This work addresses the challenge of entangled cross-domain and intra-domain user intents in multi-domain session-based recommendation by proposing a novel three-encoder architecture. It introduces, for the first time, an orthogonal preference decomposition strategy that explicitly disentangles user preferences into domain-specific, domain-common, and sequence-exclusive components. A dynamic gating mechanism generates temporally adaptive session representations, while domain-masked objectives, gradient reversal layers for adversarial training, and constraints enforcing representation alignment and independence collectively enable clear disentanglement and interpretable fusion of multi-domain intents. Evaluated on two large-scale real-world multi-domain datasets, the proposed method significantly outperforms state-of-the-art baselines and offers interpretable insights into cross-domain preference interactions.

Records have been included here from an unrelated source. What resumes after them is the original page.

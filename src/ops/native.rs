/*!
The `none` rounding back-end.

Uses the platform's native, round-to-nearest float operations and then
widens by one ULP in the requested direction. This is always a conservative
(enclosing) result, but never a tight one, and callers must raise NG on
every value produced this way — that bookkeeping lives in
[`crate::interval::Interval`], not here.
*/

use crate::ops::FloatBound;
use crate::round::RoundDirection;

/// Widens a round-to-nearest `f64`/`f32` result by one ULP in `dir`.
///
/// `Nearest`/`TowardZero` pass the native result through unchanged: this
/// back-end's conservative-widening contract only applies to the two
/// outward directions an interval bound actually needs.
pub fn widen<F: FloatBound>(native: F, dir: RoundDirection) -> F {
    if native.is_nan() || native.is_infinite() {
        return native;
    }
    match dir {
        RoundDirection::Down => native.next_down(),
        RoundDirection::Up => native.next_up(),
        RoundDirection::Nearest | RoundDirection::TowardZero => native,
    }
}

macro_rules! native_1ary {
    ($name:ident, $f:expr) => {
        pub fn $name<F: FloatBound + NativeUnary>(x: F, dir: RoundDirection) -> F {
            widen($f(x), dir)
        }
    };
}

/// Native (possibly non-correctly-rounded) evaluations of the unary
/// transcendentals, implemented per concrete float type in `f32_impl`/
/// `f64_impl` by delegating to `std`'s libm bindings.
pub trait NativeUnary: FloatBound {
    fn native_sqrt(self) -> Self;
    fn native_cbrt(self) -> Self;
    fn native_exp(self) -> Self;
    fn native_exp2(self) -> Self;
    fn native_exp10(self) -> Self;
    fn native_expm1(self) -> Self;
    fn native_log(self) -> Self;
    fn native_log2(self) -> Self;
    fn native_log10(self) -> Self;
    fn native_log1p(self) -> Self;
    fn native_sin(self) -> Self;
    fn native_cos(self) -> Self;
    fn native_tan(self) -> Self;
    fn native_asin(self) -> Self;
    fn native_acos(self) -> Self;
    fn native_atan(self) -> Self;
    fn native_sinh(self) -> Self;
    fn native_cosh(self) -> Self;
    fn native_tanh(self) -> Self;
    fn native_asinh(self) -> Self;
    fn native_acosh(self) -> Self;
    fn native_atanh(self) -> Self;
}

native_1ary!(sqrt, |x: F| x.native_sqrt());
native_1ary!(cbrt, |x: F| x.native_cbrt());
native_1ary!(exp, |x: F| x.native_exp());
native_1ary!(exp2, |x: F| x.native_exp2());
native_1ary!(exp10, |x: F| x.native_exp10());
native_1ary!(expm1, |x: F| x.native_expm1());
native_1ary!(log, |x: F| x.native_log());
native_1ary!(log2, |x: F| x.native_log2());
native_1ary!(log10, |x: F| x.native_log10());
native_1ary!(log1p, |x: F| x.native_log1p());
native_1ary!(sin, |x: F| x.native_sin());
native_1ary!(cos, |x: F| x.native_cos());
native_1ary!(tan, |x: F| x.native_tan());
native_1ary!(asin, |x: F| x.native_asin());
native_1ary!(acos, |x: F| x.native_acos());
native_1ary!(atan, |x: F| x.native_atan());
native_1ary!(sinh, |x: F| x.native_sinh());
native_1ary!(cosh, |x: F| x.native_cosh());
native_1ary!(tanh, |x: F| x.native_tanh());
native_1ary!(asinh, |x: F| x.native_asinh());
native_1ary!(acosh, |x: F| x.native_acosh());
native_1ary!(atanh, |x: F| x.native_atanh());

pub fn inv<F>(x: F, dir: RoundDirection) -> F
where
    F: FloatBound + std::ops::Div<Output = F>,
{
    widen(F::one() / x, dir)
}

pub fn radd<F>(x: F, y: F, dir: RoundDirection) -> F
where
    F: FloatBound + std::ops::Add<Output = F>,
{
    widen(x + y, dir)
}

pub fn rsub<F>(x: F, y: F, dir: RoundDirection) -> F
where
    F: FloatBound + std::ops::Sub<Output = F>,
{
    widen(x - y, dir)
}

pub fn rmul<F>(x: F, y: F, dir: RoundDirection) -> F
where
    F: FloatBound + std::ops::Mul<Output = F>,
{
    widen(x * y, dir)
}

pub fn rdiv<F>(x: F, y: F, dir: RoundDirection) -> F
where
    F: FloatBound + std::ops::Div<Output = F>,
{
    widen(x / y, dir)
}

pub fn rfma<F: FloatBound + NativeFma>(a: F, b: F, c: F, dir: RoundDirection) -> F {
    widen(a.native_mul_add(b, c), dir)
}

pub trait NativeFma: FloatBound {
    fn native_mul_add(self, b: Self, c: Self) -> Self;
}

pub fn atan2<F: FloatBound + NativeAtan2>(y: F, x: F, dir: RoundDirection) -> F {
    widen(y.native_atan2(x), dir)
}

pub trait NativeAtan2: FloatBound {
    fn native_atan2(self, x: Self) -> Self;
}

pub fn hypot<F: FloatBound + NativeHypot>(x: F, y: F, dir: RoundDirection) -> F {
    widen(x.native_hypot(y), dir)
}

pub trait NativeHypot: FloatBound {
    fn native_hypot(self, y: Self) -> Self;
}

pub fn rpow<F: FloatBound + NativePow>(x: F, y: F, dir: RoundDirection) -> F {
    widen(x.native_powf(y), dir)
}

pub trait NativePow: FloatBound {
    fn native_powf(self, y: Self) -> Self;
}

Capturing user intent across heterogeneous behavioral domains stands as a fundamental challenge in session-based recommender systems. Yet, existing multi-domain approaches frequently fail to isolate the distinct contribution of cross-domain interactions from those arising within individual domains, limiting their ability to build rich and transferable user representations. In this work, we propose MOSAIC, a Multi-Domain Orthogonal Session Adaptive Intent Capture framework that explicitly factorizes user preferences into three orthogonal components: domain-specific, domain-common, and cross-sequence-exclusive representations. Our approach employs a triple-encoder architecture, where each encoder is dedicated to one preference type, enforced through domain masking objectives and adversarial training via a gradient reversal layer. Representational alignment and mutual independence constraints are jointly optimized to ensure clean preference separation. Additionally, a dynamic gating mechanism modulates the relative contribution of each component at every timestep, yielding a unified and temporally adaptive session-level user representation. We conduct extensive experiments on two large-scale real-world benchmarks spanning multiple domains and interaction types. The ablation study validates that each component domain-specific encoding, domain-common modeling, cross-sequence representation, and dynamic gating contributes meaningfully to the overall performance. Experimental results demonstrate that MOSAIC consistently outperforms state-of-the-art baselines in recommendation accuracy, while simultaneously providing interpretable insights into the interplay between domain-specific and cross-domain preference signals. These findings highlight the potential of orthogonal preference decomposition as a principled strategy for next-generation multi-domain recommender systems.